» **Exercise materials**:
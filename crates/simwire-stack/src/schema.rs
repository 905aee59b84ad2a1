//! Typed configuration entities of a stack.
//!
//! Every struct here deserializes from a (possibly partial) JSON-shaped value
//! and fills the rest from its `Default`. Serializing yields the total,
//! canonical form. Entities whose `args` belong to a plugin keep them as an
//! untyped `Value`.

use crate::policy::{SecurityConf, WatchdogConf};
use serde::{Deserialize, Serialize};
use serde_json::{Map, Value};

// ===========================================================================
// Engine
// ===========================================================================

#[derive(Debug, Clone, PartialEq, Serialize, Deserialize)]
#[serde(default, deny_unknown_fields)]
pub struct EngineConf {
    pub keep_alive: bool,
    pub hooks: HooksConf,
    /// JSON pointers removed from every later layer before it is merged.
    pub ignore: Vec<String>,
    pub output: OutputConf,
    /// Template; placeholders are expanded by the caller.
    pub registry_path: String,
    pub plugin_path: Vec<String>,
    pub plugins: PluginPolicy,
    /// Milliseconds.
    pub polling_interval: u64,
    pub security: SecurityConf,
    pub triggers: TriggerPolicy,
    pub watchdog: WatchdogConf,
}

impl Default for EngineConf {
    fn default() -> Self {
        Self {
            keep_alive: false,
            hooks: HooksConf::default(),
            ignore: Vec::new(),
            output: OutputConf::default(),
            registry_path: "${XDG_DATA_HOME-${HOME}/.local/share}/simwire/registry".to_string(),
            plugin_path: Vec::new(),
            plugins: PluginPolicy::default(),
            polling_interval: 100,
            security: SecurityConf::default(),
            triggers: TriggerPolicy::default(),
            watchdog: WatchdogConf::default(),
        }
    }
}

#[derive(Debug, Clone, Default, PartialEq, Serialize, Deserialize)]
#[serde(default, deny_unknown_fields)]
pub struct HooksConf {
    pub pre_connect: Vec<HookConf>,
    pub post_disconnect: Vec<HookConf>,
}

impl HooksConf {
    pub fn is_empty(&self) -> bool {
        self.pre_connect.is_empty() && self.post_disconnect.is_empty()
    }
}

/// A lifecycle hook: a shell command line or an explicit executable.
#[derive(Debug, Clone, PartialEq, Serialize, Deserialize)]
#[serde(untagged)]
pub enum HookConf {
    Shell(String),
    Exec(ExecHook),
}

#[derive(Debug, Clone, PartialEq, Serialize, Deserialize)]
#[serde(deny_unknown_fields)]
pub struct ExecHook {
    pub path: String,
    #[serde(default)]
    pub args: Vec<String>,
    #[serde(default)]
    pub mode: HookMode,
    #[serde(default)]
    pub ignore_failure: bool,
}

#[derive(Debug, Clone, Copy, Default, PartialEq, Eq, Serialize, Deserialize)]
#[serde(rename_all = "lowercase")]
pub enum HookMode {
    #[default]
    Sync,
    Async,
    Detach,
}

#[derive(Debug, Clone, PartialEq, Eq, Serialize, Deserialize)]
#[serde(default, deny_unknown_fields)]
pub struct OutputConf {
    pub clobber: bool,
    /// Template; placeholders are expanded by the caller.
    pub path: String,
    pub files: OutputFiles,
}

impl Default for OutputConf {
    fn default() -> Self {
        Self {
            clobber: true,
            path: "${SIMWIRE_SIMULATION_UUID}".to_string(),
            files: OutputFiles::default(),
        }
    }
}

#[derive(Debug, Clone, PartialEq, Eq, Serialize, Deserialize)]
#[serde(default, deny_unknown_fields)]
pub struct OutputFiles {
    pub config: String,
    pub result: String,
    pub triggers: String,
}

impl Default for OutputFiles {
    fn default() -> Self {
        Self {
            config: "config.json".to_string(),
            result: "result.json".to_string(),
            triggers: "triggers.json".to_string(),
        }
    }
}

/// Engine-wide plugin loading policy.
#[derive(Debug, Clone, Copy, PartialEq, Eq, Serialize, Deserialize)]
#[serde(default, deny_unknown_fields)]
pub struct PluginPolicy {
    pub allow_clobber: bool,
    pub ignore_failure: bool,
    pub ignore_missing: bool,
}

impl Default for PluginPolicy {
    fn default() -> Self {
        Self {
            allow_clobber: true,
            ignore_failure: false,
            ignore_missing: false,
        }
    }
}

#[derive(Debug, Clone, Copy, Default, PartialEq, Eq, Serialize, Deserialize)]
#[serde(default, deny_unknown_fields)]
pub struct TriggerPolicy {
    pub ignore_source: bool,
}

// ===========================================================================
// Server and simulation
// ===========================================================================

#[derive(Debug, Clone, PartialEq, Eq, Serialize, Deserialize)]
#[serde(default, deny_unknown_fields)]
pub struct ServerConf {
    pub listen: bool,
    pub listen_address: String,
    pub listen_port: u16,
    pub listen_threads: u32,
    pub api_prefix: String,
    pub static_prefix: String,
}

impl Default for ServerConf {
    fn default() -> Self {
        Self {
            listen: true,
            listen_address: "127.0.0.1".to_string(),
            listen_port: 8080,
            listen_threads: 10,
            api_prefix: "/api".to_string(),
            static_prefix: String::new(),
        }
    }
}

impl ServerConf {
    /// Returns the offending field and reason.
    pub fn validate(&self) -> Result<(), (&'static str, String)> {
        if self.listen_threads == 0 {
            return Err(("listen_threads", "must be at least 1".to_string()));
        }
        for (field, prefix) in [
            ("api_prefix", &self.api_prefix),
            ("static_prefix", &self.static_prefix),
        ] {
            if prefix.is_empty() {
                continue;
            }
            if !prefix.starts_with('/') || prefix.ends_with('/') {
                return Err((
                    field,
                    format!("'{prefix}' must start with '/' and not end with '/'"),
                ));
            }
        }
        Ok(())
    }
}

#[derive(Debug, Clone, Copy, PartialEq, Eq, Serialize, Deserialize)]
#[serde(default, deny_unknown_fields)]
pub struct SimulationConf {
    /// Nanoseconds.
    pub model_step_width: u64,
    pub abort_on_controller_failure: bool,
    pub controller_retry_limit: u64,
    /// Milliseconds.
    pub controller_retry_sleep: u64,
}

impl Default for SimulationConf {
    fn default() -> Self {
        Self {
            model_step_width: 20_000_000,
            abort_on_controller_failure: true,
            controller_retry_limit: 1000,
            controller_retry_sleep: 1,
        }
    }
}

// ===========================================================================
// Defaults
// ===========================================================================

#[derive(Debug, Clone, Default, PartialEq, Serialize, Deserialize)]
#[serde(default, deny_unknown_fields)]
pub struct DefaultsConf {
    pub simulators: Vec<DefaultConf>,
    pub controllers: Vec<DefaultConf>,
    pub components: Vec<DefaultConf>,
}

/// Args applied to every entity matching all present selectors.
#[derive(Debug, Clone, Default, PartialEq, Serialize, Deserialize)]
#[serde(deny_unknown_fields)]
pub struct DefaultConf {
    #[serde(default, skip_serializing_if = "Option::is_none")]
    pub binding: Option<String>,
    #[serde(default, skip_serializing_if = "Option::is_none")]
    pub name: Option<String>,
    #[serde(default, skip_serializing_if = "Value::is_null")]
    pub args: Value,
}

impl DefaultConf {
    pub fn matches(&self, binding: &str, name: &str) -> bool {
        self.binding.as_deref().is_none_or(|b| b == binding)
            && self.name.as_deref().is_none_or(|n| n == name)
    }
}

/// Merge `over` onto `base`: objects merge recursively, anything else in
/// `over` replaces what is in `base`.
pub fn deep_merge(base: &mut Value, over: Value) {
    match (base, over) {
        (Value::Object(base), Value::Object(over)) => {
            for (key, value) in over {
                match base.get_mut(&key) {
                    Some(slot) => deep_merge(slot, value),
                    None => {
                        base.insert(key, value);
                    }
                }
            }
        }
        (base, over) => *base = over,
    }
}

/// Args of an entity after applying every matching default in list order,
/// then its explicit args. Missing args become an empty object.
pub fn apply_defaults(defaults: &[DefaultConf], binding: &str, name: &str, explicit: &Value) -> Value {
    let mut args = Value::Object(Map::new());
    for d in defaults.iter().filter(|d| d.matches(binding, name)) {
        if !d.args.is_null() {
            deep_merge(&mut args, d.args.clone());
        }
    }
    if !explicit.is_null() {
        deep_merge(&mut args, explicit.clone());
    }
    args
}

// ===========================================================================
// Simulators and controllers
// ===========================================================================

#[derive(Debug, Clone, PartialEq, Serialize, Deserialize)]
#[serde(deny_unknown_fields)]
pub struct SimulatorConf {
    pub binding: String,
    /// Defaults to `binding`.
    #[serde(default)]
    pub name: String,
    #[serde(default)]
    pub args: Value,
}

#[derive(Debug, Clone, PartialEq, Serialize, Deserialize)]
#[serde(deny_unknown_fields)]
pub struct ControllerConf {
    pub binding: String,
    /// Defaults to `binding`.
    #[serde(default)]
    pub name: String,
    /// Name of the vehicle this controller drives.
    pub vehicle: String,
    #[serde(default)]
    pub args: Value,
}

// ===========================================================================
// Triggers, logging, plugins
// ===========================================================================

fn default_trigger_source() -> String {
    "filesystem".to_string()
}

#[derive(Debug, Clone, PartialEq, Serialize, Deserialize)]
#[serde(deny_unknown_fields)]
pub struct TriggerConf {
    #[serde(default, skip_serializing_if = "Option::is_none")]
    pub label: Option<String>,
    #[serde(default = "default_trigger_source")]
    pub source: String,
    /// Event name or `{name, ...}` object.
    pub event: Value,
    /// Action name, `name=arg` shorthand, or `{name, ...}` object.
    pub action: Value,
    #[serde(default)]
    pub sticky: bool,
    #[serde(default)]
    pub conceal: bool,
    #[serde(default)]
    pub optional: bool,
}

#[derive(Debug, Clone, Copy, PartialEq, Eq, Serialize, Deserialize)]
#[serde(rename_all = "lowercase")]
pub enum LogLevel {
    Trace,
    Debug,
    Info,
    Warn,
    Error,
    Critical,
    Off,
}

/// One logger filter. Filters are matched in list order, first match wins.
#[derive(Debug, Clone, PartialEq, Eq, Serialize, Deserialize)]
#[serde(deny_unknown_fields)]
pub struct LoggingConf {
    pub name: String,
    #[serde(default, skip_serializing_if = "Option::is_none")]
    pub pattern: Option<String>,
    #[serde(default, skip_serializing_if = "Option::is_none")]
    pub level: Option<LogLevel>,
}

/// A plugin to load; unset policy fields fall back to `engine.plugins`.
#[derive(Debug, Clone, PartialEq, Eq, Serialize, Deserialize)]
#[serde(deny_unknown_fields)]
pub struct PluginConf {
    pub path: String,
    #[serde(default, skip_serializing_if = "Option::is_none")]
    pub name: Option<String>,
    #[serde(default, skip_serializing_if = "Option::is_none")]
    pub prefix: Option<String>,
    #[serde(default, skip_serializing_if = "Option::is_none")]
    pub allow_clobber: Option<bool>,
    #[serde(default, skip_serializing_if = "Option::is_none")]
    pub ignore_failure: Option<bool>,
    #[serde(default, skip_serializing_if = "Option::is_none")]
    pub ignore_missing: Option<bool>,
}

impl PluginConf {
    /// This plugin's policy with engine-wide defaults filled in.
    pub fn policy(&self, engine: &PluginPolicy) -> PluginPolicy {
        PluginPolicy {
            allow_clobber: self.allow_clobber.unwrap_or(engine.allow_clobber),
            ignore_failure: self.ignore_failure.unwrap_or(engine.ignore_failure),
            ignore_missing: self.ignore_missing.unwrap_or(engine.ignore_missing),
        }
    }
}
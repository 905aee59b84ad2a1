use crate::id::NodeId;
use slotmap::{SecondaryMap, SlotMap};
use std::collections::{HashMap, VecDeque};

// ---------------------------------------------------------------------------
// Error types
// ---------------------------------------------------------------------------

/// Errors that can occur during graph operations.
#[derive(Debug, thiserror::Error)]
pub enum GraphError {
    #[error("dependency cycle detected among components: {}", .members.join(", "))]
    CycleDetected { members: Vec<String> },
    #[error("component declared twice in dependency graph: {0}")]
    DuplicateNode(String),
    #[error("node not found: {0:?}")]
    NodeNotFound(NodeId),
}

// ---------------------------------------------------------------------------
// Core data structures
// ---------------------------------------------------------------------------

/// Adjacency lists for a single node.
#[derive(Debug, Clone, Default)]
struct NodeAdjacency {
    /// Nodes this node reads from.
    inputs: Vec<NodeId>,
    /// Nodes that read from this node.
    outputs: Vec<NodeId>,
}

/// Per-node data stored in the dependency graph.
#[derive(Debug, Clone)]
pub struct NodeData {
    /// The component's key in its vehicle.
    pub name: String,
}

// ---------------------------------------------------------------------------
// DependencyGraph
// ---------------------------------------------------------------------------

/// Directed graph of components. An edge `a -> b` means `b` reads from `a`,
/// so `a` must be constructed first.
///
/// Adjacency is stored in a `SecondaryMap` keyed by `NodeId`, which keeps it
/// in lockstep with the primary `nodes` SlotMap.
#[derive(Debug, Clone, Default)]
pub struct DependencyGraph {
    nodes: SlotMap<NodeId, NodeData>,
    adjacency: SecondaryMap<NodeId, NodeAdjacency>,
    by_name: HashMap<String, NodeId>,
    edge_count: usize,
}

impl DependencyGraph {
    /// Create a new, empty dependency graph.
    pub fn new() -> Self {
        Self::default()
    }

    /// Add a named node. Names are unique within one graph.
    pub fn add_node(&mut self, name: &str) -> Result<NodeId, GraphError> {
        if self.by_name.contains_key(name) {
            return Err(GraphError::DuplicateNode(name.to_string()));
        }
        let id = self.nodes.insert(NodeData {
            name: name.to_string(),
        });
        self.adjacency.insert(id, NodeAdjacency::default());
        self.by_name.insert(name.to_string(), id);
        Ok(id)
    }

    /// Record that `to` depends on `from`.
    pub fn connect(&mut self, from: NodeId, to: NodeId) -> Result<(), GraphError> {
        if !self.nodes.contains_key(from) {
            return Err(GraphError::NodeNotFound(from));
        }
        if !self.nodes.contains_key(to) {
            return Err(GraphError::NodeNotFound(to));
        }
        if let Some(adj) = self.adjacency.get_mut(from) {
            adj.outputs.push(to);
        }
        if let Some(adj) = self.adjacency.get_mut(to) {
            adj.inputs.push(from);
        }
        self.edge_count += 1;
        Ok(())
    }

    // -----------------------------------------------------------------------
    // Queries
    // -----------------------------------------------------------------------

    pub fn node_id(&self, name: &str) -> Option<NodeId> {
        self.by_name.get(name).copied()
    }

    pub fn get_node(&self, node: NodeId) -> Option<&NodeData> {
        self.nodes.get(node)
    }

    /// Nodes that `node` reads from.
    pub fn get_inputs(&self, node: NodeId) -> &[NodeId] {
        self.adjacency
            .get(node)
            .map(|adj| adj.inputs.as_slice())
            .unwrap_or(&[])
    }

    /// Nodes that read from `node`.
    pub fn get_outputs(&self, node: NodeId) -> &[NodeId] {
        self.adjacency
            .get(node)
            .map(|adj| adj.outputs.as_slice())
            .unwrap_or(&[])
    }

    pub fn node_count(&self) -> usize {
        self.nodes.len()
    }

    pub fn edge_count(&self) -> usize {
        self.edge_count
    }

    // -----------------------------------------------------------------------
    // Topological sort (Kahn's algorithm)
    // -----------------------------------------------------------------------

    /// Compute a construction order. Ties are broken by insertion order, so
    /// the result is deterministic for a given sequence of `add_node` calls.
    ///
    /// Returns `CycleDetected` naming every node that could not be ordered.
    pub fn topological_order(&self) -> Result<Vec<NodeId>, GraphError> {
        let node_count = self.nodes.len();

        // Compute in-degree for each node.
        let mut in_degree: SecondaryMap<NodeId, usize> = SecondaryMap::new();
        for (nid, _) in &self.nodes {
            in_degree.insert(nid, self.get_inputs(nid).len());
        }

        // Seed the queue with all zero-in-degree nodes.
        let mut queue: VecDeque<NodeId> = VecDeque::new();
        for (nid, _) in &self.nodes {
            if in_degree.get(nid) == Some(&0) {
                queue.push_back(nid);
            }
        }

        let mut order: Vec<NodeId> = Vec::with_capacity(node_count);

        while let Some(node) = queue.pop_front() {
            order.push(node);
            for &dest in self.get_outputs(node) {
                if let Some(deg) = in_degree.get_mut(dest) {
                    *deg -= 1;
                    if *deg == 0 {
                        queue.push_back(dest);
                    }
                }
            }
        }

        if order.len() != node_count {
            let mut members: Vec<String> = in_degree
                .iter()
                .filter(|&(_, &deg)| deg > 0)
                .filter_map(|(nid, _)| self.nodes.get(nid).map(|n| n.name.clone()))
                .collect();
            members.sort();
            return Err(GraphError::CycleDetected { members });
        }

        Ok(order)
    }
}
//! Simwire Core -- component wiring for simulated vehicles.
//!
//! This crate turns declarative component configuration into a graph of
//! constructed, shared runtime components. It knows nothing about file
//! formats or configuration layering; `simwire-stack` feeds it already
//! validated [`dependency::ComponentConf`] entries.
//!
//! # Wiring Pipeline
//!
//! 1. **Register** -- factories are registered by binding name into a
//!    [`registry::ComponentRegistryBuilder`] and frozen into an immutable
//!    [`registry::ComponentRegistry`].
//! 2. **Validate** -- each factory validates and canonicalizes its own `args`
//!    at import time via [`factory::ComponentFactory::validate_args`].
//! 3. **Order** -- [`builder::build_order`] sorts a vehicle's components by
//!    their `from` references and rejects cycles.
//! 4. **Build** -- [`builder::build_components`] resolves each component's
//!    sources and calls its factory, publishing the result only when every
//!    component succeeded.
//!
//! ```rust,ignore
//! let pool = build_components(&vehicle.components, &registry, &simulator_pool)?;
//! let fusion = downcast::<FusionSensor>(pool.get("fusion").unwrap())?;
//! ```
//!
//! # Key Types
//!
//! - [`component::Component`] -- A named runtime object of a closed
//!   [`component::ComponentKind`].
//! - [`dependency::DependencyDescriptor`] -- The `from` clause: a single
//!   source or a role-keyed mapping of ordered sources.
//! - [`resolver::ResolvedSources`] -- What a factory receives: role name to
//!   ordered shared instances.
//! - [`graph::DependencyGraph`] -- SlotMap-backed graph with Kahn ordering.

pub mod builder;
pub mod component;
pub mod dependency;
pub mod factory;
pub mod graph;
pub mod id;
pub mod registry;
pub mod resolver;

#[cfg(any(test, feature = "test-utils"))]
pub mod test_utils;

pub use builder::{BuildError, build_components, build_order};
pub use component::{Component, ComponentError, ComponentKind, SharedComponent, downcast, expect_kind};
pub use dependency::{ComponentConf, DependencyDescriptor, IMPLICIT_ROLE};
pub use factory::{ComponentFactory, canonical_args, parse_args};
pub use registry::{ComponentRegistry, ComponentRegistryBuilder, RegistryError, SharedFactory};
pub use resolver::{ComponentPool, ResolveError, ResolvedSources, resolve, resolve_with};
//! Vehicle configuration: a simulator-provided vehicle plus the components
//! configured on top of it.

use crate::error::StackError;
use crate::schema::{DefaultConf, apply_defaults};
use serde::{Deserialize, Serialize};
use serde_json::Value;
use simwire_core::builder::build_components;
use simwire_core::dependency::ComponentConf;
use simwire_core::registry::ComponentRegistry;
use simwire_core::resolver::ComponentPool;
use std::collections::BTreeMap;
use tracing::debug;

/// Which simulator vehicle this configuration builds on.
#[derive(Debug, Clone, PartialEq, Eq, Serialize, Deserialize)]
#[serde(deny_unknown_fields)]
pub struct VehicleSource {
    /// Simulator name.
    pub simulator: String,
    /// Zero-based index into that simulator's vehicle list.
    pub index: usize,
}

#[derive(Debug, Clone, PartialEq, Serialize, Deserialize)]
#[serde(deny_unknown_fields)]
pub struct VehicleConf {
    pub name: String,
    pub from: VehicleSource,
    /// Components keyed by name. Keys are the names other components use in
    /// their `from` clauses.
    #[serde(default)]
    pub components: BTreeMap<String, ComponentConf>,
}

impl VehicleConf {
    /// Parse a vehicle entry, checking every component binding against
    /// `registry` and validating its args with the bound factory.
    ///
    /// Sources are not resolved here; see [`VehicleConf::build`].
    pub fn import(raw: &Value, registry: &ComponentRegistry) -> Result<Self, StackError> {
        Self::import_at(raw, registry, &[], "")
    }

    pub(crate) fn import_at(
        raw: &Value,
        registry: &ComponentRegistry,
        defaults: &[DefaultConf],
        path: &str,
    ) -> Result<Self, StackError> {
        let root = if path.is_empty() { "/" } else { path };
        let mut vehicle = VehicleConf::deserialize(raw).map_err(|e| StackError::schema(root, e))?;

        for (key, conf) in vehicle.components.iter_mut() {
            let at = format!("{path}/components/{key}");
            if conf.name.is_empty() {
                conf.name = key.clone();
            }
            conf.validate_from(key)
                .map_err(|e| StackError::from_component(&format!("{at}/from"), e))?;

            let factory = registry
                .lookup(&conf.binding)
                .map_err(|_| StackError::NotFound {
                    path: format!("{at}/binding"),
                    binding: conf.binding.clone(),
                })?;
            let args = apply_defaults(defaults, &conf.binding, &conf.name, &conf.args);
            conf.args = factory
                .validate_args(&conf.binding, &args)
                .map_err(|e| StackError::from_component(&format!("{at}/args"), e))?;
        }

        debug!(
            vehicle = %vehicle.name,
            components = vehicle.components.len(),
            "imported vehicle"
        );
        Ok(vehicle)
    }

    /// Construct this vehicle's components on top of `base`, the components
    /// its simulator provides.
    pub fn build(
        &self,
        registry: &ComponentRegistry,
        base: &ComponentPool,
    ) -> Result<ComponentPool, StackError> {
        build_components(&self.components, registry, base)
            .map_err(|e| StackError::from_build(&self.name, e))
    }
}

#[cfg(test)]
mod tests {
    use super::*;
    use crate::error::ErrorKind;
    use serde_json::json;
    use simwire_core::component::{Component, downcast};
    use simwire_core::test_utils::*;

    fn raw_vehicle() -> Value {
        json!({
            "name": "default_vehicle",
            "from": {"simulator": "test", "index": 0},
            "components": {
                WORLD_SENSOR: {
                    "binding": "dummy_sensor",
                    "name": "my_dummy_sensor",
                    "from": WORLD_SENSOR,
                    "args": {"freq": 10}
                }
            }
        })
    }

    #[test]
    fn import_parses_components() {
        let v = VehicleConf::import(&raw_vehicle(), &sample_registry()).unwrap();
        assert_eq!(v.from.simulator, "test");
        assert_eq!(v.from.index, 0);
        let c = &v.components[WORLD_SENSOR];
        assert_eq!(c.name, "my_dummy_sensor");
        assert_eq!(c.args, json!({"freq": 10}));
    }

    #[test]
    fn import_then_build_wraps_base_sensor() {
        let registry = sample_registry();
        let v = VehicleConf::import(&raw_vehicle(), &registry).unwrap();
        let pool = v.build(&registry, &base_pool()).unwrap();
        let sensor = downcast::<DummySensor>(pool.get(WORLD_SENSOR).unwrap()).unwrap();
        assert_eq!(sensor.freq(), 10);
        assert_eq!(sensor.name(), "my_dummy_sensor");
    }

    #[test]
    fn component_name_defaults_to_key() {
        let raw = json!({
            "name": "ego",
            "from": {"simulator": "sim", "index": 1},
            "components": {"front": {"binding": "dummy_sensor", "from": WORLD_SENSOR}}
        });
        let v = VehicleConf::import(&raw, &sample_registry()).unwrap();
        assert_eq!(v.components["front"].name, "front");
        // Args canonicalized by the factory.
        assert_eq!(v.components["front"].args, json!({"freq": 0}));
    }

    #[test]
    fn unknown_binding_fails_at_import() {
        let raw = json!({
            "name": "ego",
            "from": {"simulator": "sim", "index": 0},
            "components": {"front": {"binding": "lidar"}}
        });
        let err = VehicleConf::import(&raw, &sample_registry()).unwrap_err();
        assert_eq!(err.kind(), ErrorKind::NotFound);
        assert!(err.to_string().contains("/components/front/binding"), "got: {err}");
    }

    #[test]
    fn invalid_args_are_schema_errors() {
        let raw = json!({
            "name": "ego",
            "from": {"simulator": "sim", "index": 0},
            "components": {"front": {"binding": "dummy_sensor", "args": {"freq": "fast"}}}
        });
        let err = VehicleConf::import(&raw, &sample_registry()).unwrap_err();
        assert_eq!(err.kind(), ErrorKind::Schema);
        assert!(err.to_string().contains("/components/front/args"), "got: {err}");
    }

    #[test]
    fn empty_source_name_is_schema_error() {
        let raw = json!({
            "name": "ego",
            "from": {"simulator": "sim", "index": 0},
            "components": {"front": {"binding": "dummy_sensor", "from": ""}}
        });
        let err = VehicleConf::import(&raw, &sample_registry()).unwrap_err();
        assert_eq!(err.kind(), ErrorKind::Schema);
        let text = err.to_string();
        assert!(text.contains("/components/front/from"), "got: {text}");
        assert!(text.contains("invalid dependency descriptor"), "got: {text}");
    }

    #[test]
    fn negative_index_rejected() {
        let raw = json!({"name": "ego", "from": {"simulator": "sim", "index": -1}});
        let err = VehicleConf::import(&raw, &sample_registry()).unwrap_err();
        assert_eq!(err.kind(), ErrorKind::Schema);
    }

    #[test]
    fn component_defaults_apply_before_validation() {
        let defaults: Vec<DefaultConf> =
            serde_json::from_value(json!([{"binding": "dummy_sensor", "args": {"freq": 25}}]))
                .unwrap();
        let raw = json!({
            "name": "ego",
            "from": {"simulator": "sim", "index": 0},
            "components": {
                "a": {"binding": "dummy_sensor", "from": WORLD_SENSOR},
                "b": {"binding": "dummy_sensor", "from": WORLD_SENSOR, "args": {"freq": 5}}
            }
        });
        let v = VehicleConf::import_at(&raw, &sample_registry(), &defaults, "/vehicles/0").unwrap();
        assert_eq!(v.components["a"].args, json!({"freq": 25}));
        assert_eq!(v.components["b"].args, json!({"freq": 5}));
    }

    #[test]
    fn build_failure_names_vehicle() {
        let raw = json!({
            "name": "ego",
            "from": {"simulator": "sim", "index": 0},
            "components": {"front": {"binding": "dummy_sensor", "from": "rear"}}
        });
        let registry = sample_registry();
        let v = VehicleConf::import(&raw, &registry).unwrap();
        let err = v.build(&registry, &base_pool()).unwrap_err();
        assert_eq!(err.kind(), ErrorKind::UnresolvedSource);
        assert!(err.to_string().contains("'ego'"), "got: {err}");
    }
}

» **Work to be completed**: Restate, word for word and with nothing added, the lines from the beginning of the records above through the line that contains "pub struct HooksConf".

» **Answer for this exercise**:
filename crates/simwire-stack/src/schema.rs
repository 905aee59b84ad2a1
//! Typed configuration entities of a stack.
//!
//! Every struct here deserializes from a (possibly partial) JSON-shaped value
//! and fills the rest from its `Default`. Serializing yields the total,
//! canonical form. Entities whose `args` belong to a plugin keep them as an
//! untyped `Value`.

use crate::policy::{SecurityConf, WatchdogConf};
use serde::{Deserialize, Serialize};
use serde_json::{Map, Value};

// ===========================================================================
// Engine
// ===========================================================================

#[derive(Debug, Clone, PartialEq, Serialize, Deserialize)]
#[serde(default, deny_unknown_fields)]
pub struct EngineConf {
    pub keep_alive: bool,
    pub hooks: HooksConf,
    /// JSON pointers removed from every later layer before it is merged.
    pub ignore: Vec<String>,
    pub output: OutputConf,
    /// Template; placeholders are expanded by the caller.
    pub registry_path: String,
    pub plugin_path: Vec<String>,
    pub plugins: PluginPolicy,
    /// Milliseconds.
    pub polling_interval: u64,
    pub security: SecurityConf,
    pub triggers: TriggerPolicy,
    pub watchdog: WatchdogConf,
}

impl Default for EngineConf {
    fn default() -> Self {
        Self {
            keep_alive: false,
            hooks: HooksConf::default(),
            ignore: Vec::new(),
            output: OutputConf::default(),
            registry_path: "${XDG_DATA_HOME-${HOME}/.local/share}/simwire/registry".to_string(),
            plugin_path: Vec::new(),
            plugins: PluginPolicy::default(),
            polling_interval: 100,
            security: SecurityConf::default(),
            triggers: TriggerPolicy::default(),
            watchdog: WatchdogConf::default(),
        }
    }
}

#[derive(Debug, Clone, Default, PartialEq, Serialize, Deserialize)]
#[serde(default, deny_unknown_fields)]
pub struct HooksConf {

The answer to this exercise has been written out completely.